Wherever "BoxFuture" shows up in the records below, copy the whole line.

++++++++++++++++++++

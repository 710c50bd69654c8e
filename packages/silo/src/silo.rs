//! Silo builder and running silo handle.

use std::sync::Arc;
use std::time::{Duration, Instant};

use ractor::concurrency::JoinHandle;
use ractor::rpc::CallResult;
use ractor::{Actor, ActorRef};
use silo_core::{
    DeactivationReason, GrainId, MembershipView, SiloAddress, SiloEvent, SiloStatus, StreamItem,
};
use tokio::sync::{broadcast, watch};

use crate::catalog::Catalog;
use crate::client::GrainClient;
use crate::config::SiloConfig;
use crate::directory::{GrainDirectory, InMemoryGrainDirectory};
use crate::error::SiloError;
use crate::fabric::{Fabric, SiloEndpoint};
use crate::grain::Grain;
use crate::membership::{InMemoryMembershipTable, MembershipAgent, MembershipArgs, MembershipTable};
use crate::messages::{CatalogMessage, CatalogStats, MembershipMessage, ReminderMessage};
use crate::persistence::{DEFAULT_STORAGE_PROVIDER, GrainStorage, MemoryGrainStorage, StorageProviders};
use crate::registry::GrainRegistry;
use crate::reminders::{InMemoryReminderTable, ReminderService, ReminderTable};
use crate::runtime::SiloRuntime;
use crate::streams::{InMemoryStreamPubSub, StreamProvider, StreamPubSub};

/// Configures and starts a silo.
///
/// Tables default to fresh in-memory instances, which is only useful for a
/// single silo. Silos of one cluster must share the directory, membership
/// table, reminder table, stream subscriptions and fabric.
pub struct SiloBuilder {
    config: SiloConfig,
    fabric: Option<Arc<Fabric>>,
    directory: Option<Arc<dyn GrainDirectory>>,
    membership: Option<Arc<dyn MembershipTable>>,
    reminder_table: Option<Arc<dyn ReminderTable>>,
    pubsub: Option<Arc<dyn StreamPubSub>>,
    storage: StorageProviders,
    registry: GrainRegistry,
}

impl SiloBuilder {
    pub fn new(config: SiloConfig) -> Self {
        Self {
            config,
            fabric: None,
            directory: None,
            membership: None,
            reminder_table: None,
            pubsub: None,
            storage: StorageProviders::new(),
            registry: GrainRegistry::new(),
        }
    }

    /// Use `fabric` instead of the process-wide one.
    pub fn with_fabric(mut self, fabric: Arc<Fabric>) -> Self {
        self.fabric = Some(fabric);
        self
    }

    pub fn with_directory(mut self, directory: Arc<dyn GrainDirectory>) -> Self {
        self.directory = Some(directory);
        self
    }

    pub fn with_membership_table(mut self, table: Arc<dyn MembershipTable>) -> Self {
        self.membership = Some(table);
        self
    }

    pub fn with_reminder_table(mut self, table: Arc<dyn ReminderTable>) -> Self {
        self.reminder_table = Some(table);
        self
    }

    pub fn with_pubsub(mut self, pubsub: Arc<dyn StreamPubSub>) -> Self {
        self.pubsub = Some(pubsub);
        self
    }

    /// Add a named storage provider.
    pub fn with_storage(mut self, name: impl Into<String>, storage: Arc<dyn GrainStorage>) -> Self {
        self.storage.insert(name, storage);
        self
    }

    /// Host grains of type `G`, built with `make`.
    pub fn with_grain<G, F>(mut self, make: F) -> Self
    where
        G: Grain,
        F: Fn(&GrainId) -> G + Send + Sync + 'static,
    {
        self.registry.register::<G, F>(make);
        self
    }

    /// Host grains of type `G`, built with `Default`.
    pub fn with_default_grain<G: Grain + Default>(mut self) -> Self {
        self.registry.register_default::<G>();
        self
    }

    /// Spawn the silo's actors and join the cluster.
    pub async fn start(self) -> Result<Silo, SiloError> {
        self.config.validate().map_err(SiloError::Config)?;

        let silo = SiloAddress::new(&self.config.endpoint.host, self.config.endpoint.port);
        let fabric = self.fabric.unwrap_or_else(Fabric::global);
        let mut storage = self.storage;
        if !storage.contains(DEFAULT_STORAGE_PROVIDER) {
            storage.insert(DEFAULT_STORAGE_PROVIDER, Arc::new(MemoryGrainStorage::new()));
        }
        let membership_table = self
            .membership
            .unwrap_or_else(|| Arc::new(InMemoryMembershipTable::new()));

        let (view_tx, view_rx) = watch::channel(MembershipView::default());
        let runtime = Arc::new(SiloRuntime::new(
            silo.clone(),
            self.config,
            fabric.clone(),
            self.registry,
            self.directory
                .unwrap_or_else(|| Arc::new(InMemoryGrainDirectory::new())),
            storage,
            self.reminder_table
                .unwrap_or_else(|| Arc::new(InMemoryReminderTable::new())),
            self.pubsub
                .unwrap_or_else(|| Arc::new(InMemoryStreamPubSub::new())),
            view_rx,
        ));

        tracing::info!(
            "Starting silo {} with grain types {:?}",
            silo,
            runtime.registry.grain_types()
        );

        let (catalog, catalog_handle) =
            Actor::spawn(Some(format!("catalog-{silo}")), Catalog, runtime.clone())
                .await
                .map_err(|e| SiloError::spawn("catalog", e))?;

        let (reminders, reminders_handle) = match Actor::spawn(
            Some(format!("reminders-{silo}")),
            ReminderService,
            runtime.clone(),
        )
        .await
        {
            Ok(spawned) => spawned,
            Err(e) => {
                catalog.stop(None);
                return Err(SiloError::spawn("reminder service", e));
            }
        };

        fabric.register(
            silo.clone(),
            SiloEndpoint {
                catalog: catalog.clone(),
                reminders: reminders.clone(),
            },
        );

        let (dead_tx, dead_rx) = watch::channel(false);
        let args = MembershipArgs {
            runtime: runtime.clone(),
            table: membership_table,
            view_tx,
            declared_dead: dead_tx,
        };
        let spawned = Actor::spawn(Some(format!("membership-{silo}")), MembershipAgent, args).await;
        let (membership, membership_handle) = match spawned {
            Ok(spawned) => spawned,
            Err(e) => {
                fabric.unregister(&silo);
                reminders.stop(None);
                catalog.stop(None);
                return Err(SiloError::spawn("membership agent", e));
            }
        };

        let silo = Silo {
            runtime,
            catalog,
            reminders,
            membership,
            handles: vec![catalog_handle, reminders_handle, membership_handle],
            declared_dead: dead_rx,
            started: Instant::now(),
        };

        if let Err(e) = silo.join().await {
            tracing::error!("Silo {} failed to join: {}", silo.address(), e);
            silo.kill().await;
            return Err(e);
        }

        let _ = silo.reminders.send_message(ReminderMessage::Refresh);
        tracing::info!("Silo {} is active", silo.address());
        Ok(silo)
    }
}

/// A running silo.
pub struct Silo {
    runtime: Arc<SiloRuntime>,
    catalog: ActorRef<CatalogMessage>,
    reminders: ActorRef<ReminderMessage>,
    membership: ActorRef<MembershipMessage>,
    handles: Vec<JoinHandle<()>>,
    declared_dead: watch::Receiver<bool>,
    started: Instant,
}

impl Silo {
    pub fn address(&self) -> &SiloAddress {
        &self.runtime.silo
    }

    pub fn config(&self) -> &SiloConfig {
        &self.runtime.config
    }

    /// Client that routes calls through this silo.
    pub fn client(&self) -> GrainClient {
        GrainClient::new(self.runtime.clone())
    }

    /// Stream publishing and subscription management.
    pub fn streams(&self) -> StreamProvider {
        StreamProvider::new(self.runtime.clone())
    }

    /// Subscribe to this silo's events.
    pub fn events(&self) -> broadcast::Receiver<SiloEvent> {
        self.runtime.events.subscribe()
    }

    /// Subscribe to stream items published from this silo.
    pub fn stream_items(&self) -> broadcast::Receiver<StreamItem> {
        self.runtime.stream_items.subscribe()
    }

    /// Latest membership view seen by this silo.
    pub fn membership_view(&self) -> MembershipView {
        self.runtime.view()
    }

    pub fn uptime(&self) -> Duration {
        self.started.elapsed()
    }

    fn timeout(&self) -> Duration {
        self.runtime.config.messaging.response_timeout
    }

    /// Cloneable read-only view of this silo, for status reporting.
    pub fn monitor(&self) -> SiloMonitor {
        SiloMonitor {
            runtime: self.runtime.clone(),
            catalog: self.catalog.clone(),
            started: self.started,
        }
    }

    /// Activation counts of this silo.
    pub async fn stats(&self) -> Result<CatalogStats, SiloError> {
        self.monitor().stats().await
    }

    /// Number of activations on this silo.
    pub async fn active_grains(&self) -> Result<usize, SiloError> {
        Ok(self.stats().await?.activations)
    }

    /// Number of reminders this silo currently fires.
    pub async fn running_reminders(&self) -> Result<usize, SiloError> {
        match ractor::rpc::call(
            &self.reminders,
            |reply| ReminderMessage::RunningCount { reply },
            Some(self.timeout()),
        )
        .await
        {
            Ok(CallResult::Success(count)) => Ok(count),
            Ok(CallResult::Timeout) => Err(SiloError::Timeout("reminder count".into())),
            _ => Err(SiloError::NotRunning),
        }
    }

    async fn join(&self) -> Result<(), SiloError> {
        match ractor::rpc::call(&self.membership, |reply| MembershipMessage::Join { reply }, Some(self.timeout()))
            .await
        {
            Ok(CallResult::Success(result)) => result,
            Ok(CallResult::Timeout) => Err(SiloError::Timeout("membership join".into())),
            _ => Err(SiloError::NotRunning),
        }
    }

    async fn set_status(&self, status: SiloStatus) -> Result<(), SiloError> {
        match ractor::rpc::call(
            &self.membership,
            |reply| MembershipMessage::SetStatus { status, reply },
            Some(self.timeout()),
        )
        .await
        {
            Ok(CallResult::Success(result)) => result,
            Ok(CallResult::Timeout) => Err(SiloError::Timeout(format!("status {status}"))),
            _ => Err(SiloError::NotRunning),
        }
    }

    /// Leave the cluster gracefully.
    ///
    /// Deactivates every grain (removing its directory entry), stops the
    /// reminder service, marks the silo `Dead` and leaves the fabric.
    pub async fn shutdown(self) -> Result<(), SiloError> {
        if *self.declared_dead.borrow() {
            let silo = self.address().clone();
            self.kill().await;
            return Err(SiloError::DeclaredDead(silo));
        }

        tracing::info!("Shutting down silo {}", self.address());
        if let Err(e) = self.set_status(SiloStatus::ShuttingDown).await {
            tracing::warn!("Failed to mark {} as shutting down: {}", self.address(), e);
        }

        let deactivate = ractor::rpc::call(
            &self.catalog,
            |reply| CatalogMessage::DeactivateAll {
                reason: DeactivationReason::SiloShutdown,
                reply,
            },
            Some(self.timeout() * 2),
        )
        .await;
        match deactivate {
            Ok(CallResult::Success(count)) => {
                tracing::info!("Deactivated {} grains on {}", count, self.address())
            }
            _ => tracing::warn!("Deactivation on {} did not complete", self.address()),
        }

        self.reminders.stop(None);
        if let Err(e) = self.set_status(SiloStatus::Dead).await {
            tracing::warn!("Failed to mark {} as dead: {}", self.address(), e);
        }
        self.runtime.fabric.unregister(self.address());

        self.membership.stop(None);
        self.catalog.stop(None);
        let silo = self.address().clone();
        let uptime = self.uptime();
        self.wait_stopped().await;

        tracing::info!("Silo {} stopped after {:?}", silo, uptime);
        Ok(())
    }

    /// Stop without leaving the cluster, as if the process crashed.
    ///
    /// Peers find out through failed probes.
    pub async fn kill(self) {
        tracing::warn!("Killing silo {}", self.address());
        self.runtime.fabric.unregister(self.address());
        self.membership.stop(None);
        self.reminders.stop(None);
        self.catalog.stop(None);
        self.wait_stopped().await;
    }

    async fn wait_stopped(self) {
        let timeout = self.timeout();
        if tokio::time::timeout(timeout, futures_util::future::join_all(self.handles))
            .await
            .is_err()
        {
            tracing::warn!("Timed out waiting for actors of {} to stop", self.runtime.silo);
        }
    }

    /// Resolve when the silo stops on its own.
    ///
    /// Returns `DeclaredDead` when the cluster voted this silo out.
    pub async fn terminated(&self) -> SiloError {
        let mut declared_dead = self.declared_dead.clone();
        loop {
            if *declared_dead.borrow_and_update() {
                return SiloError::DeclaredDead(self.address().clone());
            }
            if declared_dead.changed().await.is_err() {
                if *declared_dead.borrow() {
                    return SiloError::DeclaredDead(self.address().clone());
                }
                return SiloError::NotRunning;
            }
        }
    }
}

/// Status probe that outlives borrows of the [`Silo`].
#[derive(Clone)]
pub struct SiloMonitor {
    runtime: Arc<SiloRuntime>,
    catalog: ActorRef<CatalogMessage>,
    started: Instant,
}

impl SiloMonitor {
    pub fn address(&self) -> &SiloAddress {
        &self.runtime.silo
    }

    /// This silo's status in its latest membership view.
    pub fn status(&self) -> SiloStatus {
        self.runtime
            .view()
            .status_of(&self.runtime.silo)
            .unwrap_or(SiloStatus::Created)
    }

    pub fn uptime(&self) -> Duration {
        self.started.elapsed()
    }

    pub async fn stats(&self) -> Result<CatalogStats, SiloError> {
        let timeout = self.runtime.config.messaging.response_timeout;
        match ractor::rpc::call(&self.catalog, |reply| CatalogMessage::Stats { reply }, Some(timeout)).await {
            Ok(CallResult::Success(stats)) => Ok(stats),
            Ok(CallResult::Timeout) => Err(SiloError::Timeout("catalog stats".into())),
            _ => Err(SiloError::NotRunning),
        }
    }
}
use db::DbError;
use db::repositories::GrainStateRepository;
use futures_util::FutureExt;
use futures_util::future::BoxFuture;
use serde_json::Value;
use silo_core::{GrainId, GrainState};

use super::{GrainStorage, state_key};
use crate::error::GrainError;

/// Grain state stored in the `grain_state` table.
///
/// Requires `db::init` to have been called.
#[derive(Debug, Default, Clone, Copy)]
pub struct SurrealGrainStorage;

impl SurrealGrainStorage {
    pub fn new() -> Self {
        Self
    }
}

fn storage_error(key: &str, err: DbError) -> GrainError {
    match err {
        DbError::Conflict(message) => GrainError::InconsistentState {
            key: key.to_string(),
            message,
        },
        other => GrainError::Storage(other.to_string()),
    }
}

impl GrainStorage for SurrealGrainStorage {
    fn read_state<'a>(
        &'a self,
        state_name: &'a str,
        grain: &'a GrainId,
    ) -> BoxFuture<'a, Result<GrainState<Value>, GrainError>> {
        async move {
            let key = state_key(state_name, grain);
            let stored = GrainStateRepository::read(&key)
                .await
                .map_err(|e| storage_error(&key, e))?;
            Ok(stored.unwrap_or_else(|| GrainState::new(Value::Null)))
        }
        .boxed()
    }

    fn write_state<'a>(
        &'a self,
        state_name: &'a str,
        grain: &'a GrainId,
        data: &'a Value,
        expected_etag: Option<&'a str>,
    ) -> BoxFuture<'a, Result<String, GrainError>> {
        async move {
            let key = state_key(state_name, grain);
            GrainStateRepository::write(&key, data, expected_etag)
                .await
                .map_err(|e| storage_error(&key, e))
        }
        .boxed()
    }

    fn clear_state<'a>(
        &'a self,
        state_name: &'a str,
        grain: &'a GrainId,
        expected_etag: Option<&'a str>,
    ) -> BoxFuture<'a, Result<(), GrainError>> {
        async move {
            let key = state_key(state_name, grain);
            GrainStateRepository::clear(&key, expected_etag)
                .await
                .map_err(|e| storage_error(&key, e))
        }
        .boxed()
    }
}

++++++++++++++++++++

● Task output:
use futures_util::future::BoxFuture;
    ) -> BoxFuture<'a, Result<GrainState<Value>, GrainError>> {
    ) -> BoxFuture<'a, Result<String, GrainError>> {
    ) -> BoxFuture<'a, Result<(), GrainError>> {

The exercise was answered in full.